MongoDB's Aggregation Framework
No matter how well-designed your database schema is, there will always be cases where you need more flexibility. Even with MongoDB's powerful query engine you might find some complex scenarios that demand more, enter the Aggregation Framework.
The Aggregation Framework provides a structured way to manipulate and process data, allowing you to extract precisely the information you need.
Aggregation Pipelines
At the core of the Aggregation Framework are "pipelines" composed of "stages". While there are many distinct stages available, they can be categorized into four main actions: filtering, transforming, grouping, and sorting.
Each stage uses $
and a stage type to define what it is doing, for example $limit
, $sort
or $match
.
The order of these stages typically doesn't matter because MongoDB's query optimizer strives to optimize each step.
However, some best practices can help streamline your pipeline, such as using
$match
earlier on, to reduce the total number of documents
When constructing your pipeline, start by defining what you want in the result and break it down into stages.
For instance, the first stage might filter documents based on specific conditions, like matching a field to a certain string or checking if a field is greater than or equal to a given value.
Subsequent stages can sort the documents or control which fields are included in the final output.
Building a Pipeline
Each stage in the aggregation pipeline is specified as an object in an array.
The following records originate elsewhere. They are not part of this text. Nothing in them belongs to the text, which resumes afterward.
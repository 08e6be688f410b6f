//! # Error Types: Structured Error Hierarchy
//!
//! Defines the error types shared by every crate in the workspace. All
//! errors use `thiserror` for derive-based `Display` and `Error`
//! implementations.
//!
//! ## Design
//!
//! - Argument errors are detected synchronously, before any crypto call or
//!   collaborator I/O.
//! - Signature bookkeeping errors name the offending signer.
//! - Decoding errors describe which textual form failed to parse.

use thiserror::Error;

/// Top-level error type for card content, signed models, and signing.
#[derive(Error, Debug)]
pub enum CardError {
    /// A required input was empty or a parameter was out of range.
    #[error("invalid argument: {0}")]
    InvalidArgument(String),

    /// A structurally identical signature is already attached to the model.
    #[error("duplicate signature from signer {signer_id}")]
    DuplicateSignature {
        /// The signer whose signature was already present.
        signer_id: String,
    },

    /// Malformed base64 or non-decodable content passed to a `from_*` constructor.
    #[error("decoding error: {0}")]
    Decoding(String),

    /// Stored bytes cannot be rendered in the requested textual form.
    #[error("encoding error: {0}")]
    Encoding(String),

    /// Canonicalization failed.
    #[error("canonicalization error: {0}")]
    Canonicalization(#[from] CanonicalizationError),

    /// The crypto capability failed.
    #[error("crypto error: {0}")]
    Crypto(#[from] CryptoError),
}

impl CardError {
    /// Shorthand for [`CardError::InvalidArgument`].
    pub fn invalid_argument(msg: impl Into<String>) -> Self {
        Self::InvalidArgument(msg.into())
    }

    /// Returns `true` if this is a [`CardError::DuplicateSignature`].
    ///
    /// Callers re-running a signing step may treat this as "already done".
    pub fn is_duplicate_signature(&self) -> bool {
        matches!(self, Self::DuplicateSignature { .. })
    }
}

/// Error during canonical serialization.
#[derive(Error, Debug)]
pub enum CanonicalizationError {
    /// JSON serialization failed.
    #[error("serialization failed: {0}")]
    SerializationFailed(#[from] serde_json::Error),

    /// A whole-valued float, which JCS would print as an integer.
    #[error("whole-valued float {0} has no distinct canonical form")]
    IntegralFloat(f64),
}

/// Error raised by a crypto capability.
#[derive(Error, Debug)]
pub enum CryptoError {
    /// Raw key bytes could not be imported into a key handle.
    #[error("key import failed: {0}")]
    KeyImport(String),

    /// Signature computation failed.
    #[error("signing failed: {0}")]
    Signing(String),

    /// Encryption failed.
    #[error("encryption failed: {0}")]
    Encryption(String),

    /// Decryption failed (wrong key or tampered ciphertext).
    #[error("decryption failed: {0}")]
    Decryption(String),
}

#[cfg(test)]
mod tests {
    use super::*;

    #[test]
    fn invalid_argument_display() {
        let err = CardError::invalid_argument("buffer is empty");
        assert_eq!(format!("{err}"), "invalid argument: buffer is empty");
    }

    #[test]
    fn duplicate_signature_names_signer() {
        let err = CardError::DuplicateSignature {
            signer_id: "app1".to_string(),
        };
        assert!(format!("{err}").contains("app1"));
        assert!(err.is_duplicate_signature());
        assert!(!CardError::Decoding("x".into()).is_duplicate_signature());
    }

    #[test]
    fn crypto_error_converts() {
        let err: CardError = CryptoError::KeyImport("bad length".into()).into();
        assert!(matches!(err, CardError::Crypto(CryptoError::KeyImport(_))));
        assert!(format!("{err}").contains("bad length"));
    }
}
You can use the same stage type multiple times if needed. Instead of using the find()
command for querying, you'll employ the aggregate()
method like this:
> db.collection.aggregate([stageOne, stageTwo])
Your pipeline can consist of just one stage, or as many as
1,000
with memory being the primary constraint.By default, MongoDB limits memory usage to
100
megabytes unless you permit the query to use disk, which is significantly slower.
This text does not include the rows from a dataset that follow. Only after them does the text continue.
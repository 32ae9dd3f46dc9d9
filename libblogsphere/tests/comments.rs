//! Comment workflow tests
//!
//! Drive the comment form and delete buttons of a booted post page through
//! `App::dispatch` and check both the requests sent and the page afterwards.

mod common;

use std::time::Duration;

use anyhow::Result;
use futures::FutureExt;
use serde_json::json;

use common::{post_page, Page};
use libblogsphere::api::HttpResponse;
use libblogsphere::comments::{
    ADD_FAILED_MESSAGE, COMMENT_ADDED_MESSAGE, COMMENT_DELETED_MESSAGE, CONFIRM_DELETE_MESSAGE,
    EMPTY_COMMENT_MESSAGE,
};
use libblogsphere::host::Dom;
use libblogsphere::render::Element;
use libblogsphere::ui::LOGIN_REQUIRED_MESSAGE;
use libblogsphere::{Config, EventOutcome, Selector, UiEvent};

fn created(id: u64, content: &str) -> serde_json::Value {
    json!({
        "success": true,
        "comment": {
            "id": id,
            "author": "alice",
            "content": content,
            "created_at": "2024-01-15 10:30:00"
        }
    })
}

fn submit_button(page: &Page) -> libblogsphere::host::memory::NodeId {
    let form = page.id("comment-form");
    page.host
        .query_in(&form, &Selector::tag("button"))
        .expect("comment form has a submit button")
}

#[tokio::test]
async fn test_add_comment_patches_page() -> Result<()> {
    let page = Page::boot(post_page(&[]));
    page.transport.reply_json(200, created(42, "hi\n<there>"));

    let field = page.id("comment-content");
    page.type_into(field, "  hi\n<there>  ");
    let outcome = page.submit("comment-form").await;

    assert_eq!(outcome, EventOutcome::PreventDefault);

    let requests = page.transport.requests();
    assert_eq!(requests.len(), 1);
    assert_eq!(requests[0].url, "/api/add_comment");
    assert_eq!(
        requests[0].body,
        Some(json!({"post_id": 7, "content": "hi\n<there>"}))
    );

    // New comment sits at the top of the list, content escaped
    let list = page.id("comments-list");
    let item = page.id("comment-42");
    assert_eq!(
        page.host.query_in(&list, &Selector::class("comment-item")),
        Some(item)
    );
    let html = page.host.html(&item);
    assert!(html.contains("hi<br>&lt;there&gt;"));
    assert!(html.contains("alice"));
    assert!(html.contains(r#"data-comment-id="42""#));

    assert_eq!(page.host.value(&field), "");
    assert_eq!(page.text_of("comment-counter"), "0");
    assert_eq!(page.host.text(&page.first("comment-count")), "1");
    assert!(!page.host.is_visible(&page.first("py-4")));
    assert!(!page.host.is_disabled(&submit_button(&page)));

    let toasts = page.host.text(&page.first("toast-container"));
    assert!(toasts.contains(COMMENT_ADDED_MESSAGE));
    assert_eq!(page.host.scroll_requests().len(), 1);
    assert!(page.host.alerts().is_empty());

    Ok(())
}

#[tokio::test]
async fn test_blank_comment_is_rejected_locally() {
    let page = Page::boot(post_page(&[]));

    page.type_into(page.id("comment-content"), "   \n ");
    let outcome = page.submit("comment-form").await;

    assert_eq!(outcome, EventOutcome::PreventDefault);
    assert_eq!(page.transport.request_count(), 0);
    assert_eq!(page.host.alerts(), vec![EMPTY_COMMENT_MESSAGE.to_string()]);
}

#[tokio::test]
async fn test_add_comment_application_failure_shows_server_message() {
    let page = Page::boot(post_page(&[]));
    page.transport
        .reply_json(200, json!({"success": false, "message": "Post not found"}));

    page.type_into(page.id("comment-content"), "Nice post");
    page.submit("comment-form").await;

    assert_eq!(page.host.last_alert().as_deref(), Some("Post not found"));
    assert!(page.host.by_id("comment-42").is_none());
    assert_eq!(page.host.text(&page.first("comment-count")), "0");
    assert_eq!(page.host.value(&page.id("comment-content")), "Nice post");
    assert!(!page.host.is_disabled(&submit_button(&page)));
}

#[tokio::test]
async fn test_add_comment_network_failure_shows_generic_message() {
    let page = Page::boot(post_page(&[]));
    page.transport.fail("connection refused");

    page.type_into(page.id("comment-content"), "Nice post");
    page.submit("comment-form").await;

    assert_eq!(page.host.last_alert().as_deref(), Some(ADD_FAILED_MESSAGE));
    assert!(page.host.navigations().is_empty());
}

#[tokio::test]
async fn test_add_comment_unauthorized_redirects_to_login() {
    let page = Page::boot(post_page(&[]));
    page.transport.reply(HttpResponse::new(401, ""));

    page.type_into(page.id("comment-content"), "Nice post");
    page.submit("comment-form").await;

    assert_eq!(page.host.last_alert().as_deref(), Some(LOGIN_REQUIRED_MESSAGE));
    assert_eq!(page.host.navigations(), vec!["/login".to_string()]);
}

#[tokio::test]
async fn test_second_submit_while_in_flight_is_dropped() {
    let page = Page::boot(post_page(&[]));
    let held = page.transport.hold();

    page.type_into(page.id("comment-content"), "First");
    let form = page.id("comment-form");
    let mut task = page
        .app
        .dispatch(UiEvent::Submit { form })
        .task
        .expect("request started");
    assert!((&mut task).now_or_never().is_none());
    assert!(page.host.is_disabled(&submit_button(&page)));

    let second = page.app.dispatch(UiEvent::Submit { form });
    assert_eq!(second.outcome, EventOutcome::PreventDefault);
    assert!(second.task.is_none());
    assert_eq!(page.transport.request_count(), 1);

    held.release_json(200, created(1, "First"));
    task.await;
    assert!(!page.host.is_disabled(&submit_button(&page)));
    assert!(page.host.by_id("comment-1").is_some());

    // Free again once the first request settled
    page.transport.reply_json(200, created(2, "Second"));
    page.type_into(page.id("comment-content"), "Second");
    page.submit("comment-form").await;
    assert_eq!(page.transport.request_count(), 2);
    assert_eq!(page.host.text(&page.first("comment-count")), "2");
}

#[tokio::test]
async fn test_post_id_falls_back_to_location_path() {
    let nodes = vec![
        Element::new("form")
            .id("comment-form")
            .child(Element::new("textarea").id("comment-content"))
            .child(Element::new("button").attr("type", "submit")),
        Element::new("div").id("comments-list"),
    ];
    let page = Page::boot_with(nodes, Config::default(), |host| {
        host.set_location("http://localhost", "/post/12")
    });
    page.transport.reply_json(200, created(3, "Hello"));

    page.type_into(page.id("comment-content"), "Hello");
    page.submit("comment-form").await;

    let requests = page.transport.requests();
    assert_eq!(requests[0].body.as_ref().map(|b| b["post_id"].clone()), Some(json!(12)));
}

#[tokio::test]
async fn test_comment_without_post_id_sends_nothing() {
    let nodes = vec![Element::new("form")
        .id("comment-form")
        .child(Element::new("textarea").id("comment-content"))];
    let page = Page::boot(nodes);

    page.type_into(page.id("comment-content"), "Hello");
    let outcome = page.submit("comment-form").await;

    assert_eq!(outcome, EventOutcome::PreventDefault);
    assert_eq!(page.transport.request_count(), 0);
    assert!(page.host.alerts().is_empty());
}

#[tokio::test]
async fn test_delete_comment_fades_then_removes() {
    let page = Page::boot(post_page(&[5, 6]));
    page.transport.reply_json(200, json!({"success": true}));

    let item = page.id("comment-5");
    let button = page
        .host
        .query_in(&item, &Selector::class("delete-comment-btn"))
        .expect("delete button");
    let icon = page
        .host
        .query_in(&item, &Selector::tag("i"))
        .expect("trash icon");
    let outcome = page.click(icon).await;

    assert_eq!(outcome, EventOutcome::PreventDefault);
    assert!(!page.host.is_disabled(&button));
    assert_eq!(page.host.confirms(), vec![CONFIRM_DELETE_MESSAGE.to_string()]);
    assert_eq!(page.transport.requests()[0].url, "/api/delete_comment/5");
    assert_eq!(page.transport.requests()[0].body, None);

    assert!(page.host.has_class(&item, "animate__fadeOut"));
    assert!(page.host.is_attached(&item));
    assert_eq!(page.host.text(&page.first("comment-count")), "1");

    page.host.advance(Duration::from_millis(299));
    assert!(page.host.is_attached(&item));
    page.host.advance(Duration::from_millis(1));
    assert!(!page.host.is_attached(&item));
    assert!(page.host.is_attached(&page.id("comment-6")));

    let toasts = page.host.text(&page.first("toast-container"));
    assert!(toasts.contains(COMMENT_DELETED_MESSAGE));
}

#[tokio::test]
async fn test_delete_button_disabled_while_in_flight() {
    let page = Page::boot(post_page(&[5]));
    let held = page.transport.hold();
    let button = page.first("delete-comment-btn");

    let mut task = page
        .app
        .dispatch(UiEvent::Click { target: button })
        .task
        .expect("request started");
    assert!((&mut task).now_or_never().is_none());
    assert!(page.host.is_disabled(&button));

    let second = page.app.dispatch(UiEvent::Click { target: button });
    assert_eq!(second.outcome, EventOutcome::PreventDefault);
    assert!(second.task.is_none());
    assert_eq!(page.host.confirms().len(), 1);

    held.release_json(500, json!({"success": false, "message": "Database busy"}));
    task.await;
    assert!(!page.host.is_disabled(&button));
    assert!(page.host.is_attached(&page.id("comment-5")));
    assert_eq!(page.transport.request_count(), 1);
}

#[tokio::test]
async fn test_cancelled_delete_sends_nothing() {
    let page = Page::boot(post_page(&[5]));
    page.host.answer_confirm(false);

    let button = page.first("delete-comment-btn");
    page.click(button).await;

    assert_eq!(page.transport.request_count(), 0);
    assert!(!page.host.has_class(&page.id("comment-5"), "animate__fadeOut"));
}

#[tokio::test]
async fn test_delete_failure_keeps_comment() {
    let page = Page::boot(post_page(&[5]));
    page.transport.reply_json(
        500,
        json!({"success": false, "message": "Database error"}),
    );

    page.click(page.first("delete-comment-btn")).await;

    assert_eq!(page.host.last_alert().as_deref(), Some("Database error"));
    let item = page.id("comment-5");
    assert!(!page.host.has_class(&item, "animate__fadeOut"));
    assert_eq!(page.host.text(&page.first("comment-count")), "1");
}

#[tokio::test]
async fn test_comment_count_never_goes_negative() {
    let page = Page::boot(post_page(&[5]));
    page.host.set_text(&page.first("comment-count"), "0");
    page.transport.reply_json(200, json!({"success": true}));

    page.click(page.first("delete-comment-btn")).await;

    assert_eq!(page.host.text(&page.first("comment-count")), "0");
}

#[tokio::test]
async fn test_comment_count_saturates_at_largest_value() {
    let page = Page::boot(post_page(&[]));
    let largest = i64::MAX.to_string();
    page.host.set_text(&page.first("comment-count"), &largest);
    page.transport.reply_json(200, created(3, "One more"));

    page.type_into(page.id("comment-content"), "One more");
    page.submit("comment-form").await;

    assert_eq!(page.host.text(&page.first("comment-count")), largest);
}

#[tokio::test]
async fn test_empty_state_returns_after_last_comment_is_deleted() {
    let page = Page::boot(post_page(&[]));
    let empty = page.first("py-4");
    page.transport.reply_json(200, created(9, "Only one"));
    page.transport.reply_json(200, json!({"success": true}));

    page.type_into(page.id("comment-content"), "Only one");
    page.submit("comment-form").await;
    assert!(!page.host.is_visible(&empty));

    page.click(page.first("delete-comment-btn")).await;
    assert_eq!(page.host.text(&page.first("comment-count")), "0");
    assert!(page.host.is_visible(&empty));
}

#[test]
fn test_bold_shortcut_wraps_selection() {
    let page = Page::boot(post_page(&[]));
    let field = page.id("comment-content");
    page.host.set_value(&field, "hello world");
    page.host.set_selection(&field, 6, 11);

    let dispatch = page.app.dispatch(UiEvent::KeyDown {
        target: field,
        key: "b".to_string(),
        ctrl: true,
    });

    assert_eq!(dispatch.outcome, EventOutcome::PreventDefault);
    assert_eq!(page.host.value(&field), "hello **world**");
    assert_eq!(page.host.selection(&field), (8, 13));
    assert_eq!(page.host.focused(), Some(field));
}

#[test]
fn test_shortcuts_ignore_plain_keys_and_other_fields() {
    let page = Page::boot(post_page(&[]));
    let field = page.id("comment-content");
    page.host.set_value(&field, "text");

    let plain = page.app.dispatch(UiEvent::KeyDown {
        target: field,
        key: "b".to_string(),
        ctrl: false,
    });
    assert_eq!(plain.outcome, EventOutcome::Proceed);

    let other = page.first("like-btn");
    let elsewhere = page.app.dispatch(UiEvent::KeyDown {
        target: other,
        key: "i".to_string(),
        ctrl: true,
    });
    assert_eq!(elsewhere.outcome, EventOutcome::Proceed);
    assert_eq!(page.host.value(&field), "text");
}

#[test]
fn test_comment_counter_is_created_and_flags_overflow() {
    let page = Page::boot(post_page(&[]));
    let counter = page.id("comment-counter");
    assert_eq!(page.host.text(&counter), "0");

    let field = page.id("comment-content");
    page.type_into(field, &"x".repeat(1001));
    assert_eq!(page.host.text(&counter), "1001");
    assert!(page.host.has_class(&counter, "text-danger"));
    assert!(page.host.has_class(&field, "is-invalid"));

    page.type_into(field, &"x".repeat(1000));
    assert!(!page.host.has_class(&counter, "text-danger"));
    assert!(!page.host.has_class(&field, "is-invalid"));
}

#[test]
fn test_comment_card_focus_styling() {
    let page = Page::boot(post_page(&[]));
    let field = page.id("comment-content");
    let card = page.first("card-body");

    page.app.dispatch(UiEvent::Focus { target: field });
    assert!(page.host.has_class(&card, "comment-focused"));

    page.host.set_value(&field, "draft");
    page.app.dispatch(UiEvent::Blur { target: field });
    assert!(page.host.has_class(&card, "comment-focused"));

    page.host.set_value(&field, "  ");
    page.app.dispatch(UiEvent::Blur { target: field });
    assert!(!page.host.has_class(&card, "comment-focused"));
}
Projecting Aggregated Fields
You may already know about the concept of project
within MongoDB, which is used in find()
to control which fields are returned in query results.
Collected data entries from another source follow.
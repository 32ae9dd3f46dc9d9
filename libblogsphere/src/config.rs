//! Configuration management for BlogSphere

use serde::{Deserialize, Serialize};
use std::path::{Path, PathBuf};
use std::time::Duration;

use crate::error::{ConfigError, Result};

#[derive(Debug, Clone, Default, Serialize, Deserialize)]
#[serde(default)]
pub struct Config {
    pub api: ApiConfig,
    pub ui: UiConfig,
    pub storage: StorageConfig,
}

#[derive(Debug, Clone, Serialize, Deserialize)]
#[serde(default)]
pub struct ApiConfig {
    /// Prefix for every endpoint; empty means same origin
    pub base_url: String,
    pub login_path: String,
}

/// Timings and limits for the cosmetic parts of the interface
#[derive(Debug, Clone, Serialize, Deserialize)]
#[serde(default)]
pub struct UiConfig {
    pub toast_ms: u64,
    pub flash_hide_ms: u64,
    pub form_error_hide_ms: u64,
    pub comment_remove_delay_ms: u64,
    pub scroll_duration_ms: u64,
    pub login_reenable_ms: u64,
    pub register_reenable_ms: u64,
    pub post_reenable_ms: u64,
    pub comment_max_chars: usize,
    pub title_max_chars: usize,
}

#[derive(Debug, Clone, Serialize, Deserialize)]
#[serde(default)]
pub struct StorageConfig {
    pub bookmarks_key: String,
}

impl Default for ApiConfig {
    fn default() -> Self {
        Self {
            base_url: String::new(),
            login_path: "/login".to_string(),
        }
    }
}

impl Default for UiConfig {
    fn default() -> Self {
        Self {
            toast_ms: 5000,
            flash_hide_ms: 5000,
            form_error_hide_ms: 5000,
            comment_remove_delay_ms: 300,
            scroll_duration_ms: 500,
            login_reenable_ms: 3000,
            register_reenable_ms: 5000,
            post_reenable_ms: 3000,
            comment_max_chars: 1000,
            title_max_chars: 200,
        }
    }
}

impl Default for StorageConfig {
    fn default() -> Self {
        Self {
            bookmarks_key: "bookmarks".to_string(),
        }
    }
}

impl UiConfig {
    pub fn toast(&self) -> Duration {
        Duration::from_millis(self.toast_ms)
    }

    pub fn flash_hide(&self) -> Duration {
        Duration::from_millis(self.flash_hide_ms)
    }

    pub fn form_error_hide(&self) -> Duration {
        Duration::from_millis(self.form_error_hide_ms)
    }

    pub fn comment_remove_delay(&self) -> Duration {
        Duration::from_millis(self.comment_remove_delay_ms)
    }

    pub fn scroll_duration(&self) -> Duration {
        Duration::from_millis(self.scroll_duration_ms)
    }

    pub fn login_reenable(&self) -> Duration {
        Duration::from_millis(self.login_reenable_ms)
    }

    pub fn register_reenable(&self) -> Duration {
        Duration::from_millis(self.register_reenable_ms)
    }

    pub fn post_reenable(&self) -> Duration {
        Duration::from_millis(self.post_reenable_ms)
    }
}

impl Config {
    /// Load configuration from the default location
    pub fn load() -> Result<Self> {
        let config_path = resolve_config_path()?;
        Self::load_from_path(&config_path)
    }

    /// Load configuration from a specific path
    pub fn load_from_path(path: &Path) -> Result<Self> {
        let content = std::fs::read_to_string(path).map_err(ConfigError::ReadError)?;
        Self::from_toml_str(&content)
    }

    /// Parse configuration from TOML text, e.g. a block embedded in the page
    pub fn from_toml_str(content: &str) -> Result<Self> {
        let config: Config = toml::from_str(content).map_err(ConfigError::ParseError)?;
        Ok(config)
    }

    /// Absolute or same-origin URL for an endpoint path
    pub fn endpoint(&self, path: &str) -> String {
        format!("{}{}", self.api.base_url.trim_end_matches('/'), path)
    }
}

/// Resolve the configuration file path following XDG Base Directory conventions
pub fn resolve_config_path() -> Result<PathBuf> {
    if let Ok(path) = std::env::var("BLOGSPHERE_CONFIG") {
        return Ok(PathBuf::from(shellexpand::tilde(&path).to_string()));
    }

    let config_dir = dirs::config_dir()
        .ok_or_else(|| ConfigError::MissingField("config directory".to_string()))?;

    Ok(config_dir.join("blogsphere").join("config.toml"))
}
With the Aggregation Framework, you can go beyond this and create new fields by aggregating or composing existing ones using the $project
stage.
Consider a scenario where you have recipe documents containing a rating array:
rating: [4, 2, 3, 3, 4, 5, 1, 2]
To obtain the average rating for each recipe, you can use two operators: $project
and $avg
which will calculate the average of the numbers in the rating array.
The result can be assigned to a new field, avgRating
using a query like this:
> db.cookbook.aggregate([ { "$project": { "avgRating": { "$avg": "$rating" } } } ])
This query specifies which field to average using $rating
to match the rating
field.
The result includes the _id
and a new field, avgRating
, which contains the average rating for each document. The results might end up like this:
[ { _id: ObjectId("636821387dd21c28fda4939f"), avgRating: 3.7142857142857144 }, { _id: ObjectId("636aa92f7dd21c28fda493a0"), avgRating: 3.888888888888889 }, { _id: ObjectId("636aa94c7dd21c28fda493a1"), avgRating: 4.777777777777778 }, { _id: ObjectId("636aa9617dd21c28fda493a2"), avgRating: 3.888888888888889 }, { _id: ObjectId("636aa9707dd21c28fda493a3"), avgRating: 5 }, { _id: ObjectId("636aa9817dd21c28fda493a4"), avgRating: 4.357142857142857 }, { _id: ObjectId("636ab56e956f91c56f02f049"), avgRating: null } ]
It's important to note that this query output represents the result of the query and does not modify the underlying documents.
You can then take a things a step further by adding more stages (here to sort our results by the average rating, with the highest first):
> db.cookbook.aggregate([ { "$project": { "avgRating": { "$avg": "$rating" } } }, { "$sort": { "avgRating": -1 } } ])
While quotes around fields are technically optional in most cases, it's recommended to include them to ensure valid JSON formatting and make query syntax validation more straightforward.
MongoDB's Aggregation Framework empowers you to manipulate and process data with precision. By understanding the framework's typical pipelines, complex possibilities, and additional use cases, you'll be better equipped to leverage its capabilities in your applications.
So, go ahead and start to use the power of aggregation to extract the exact data you need from your MongoDB databases!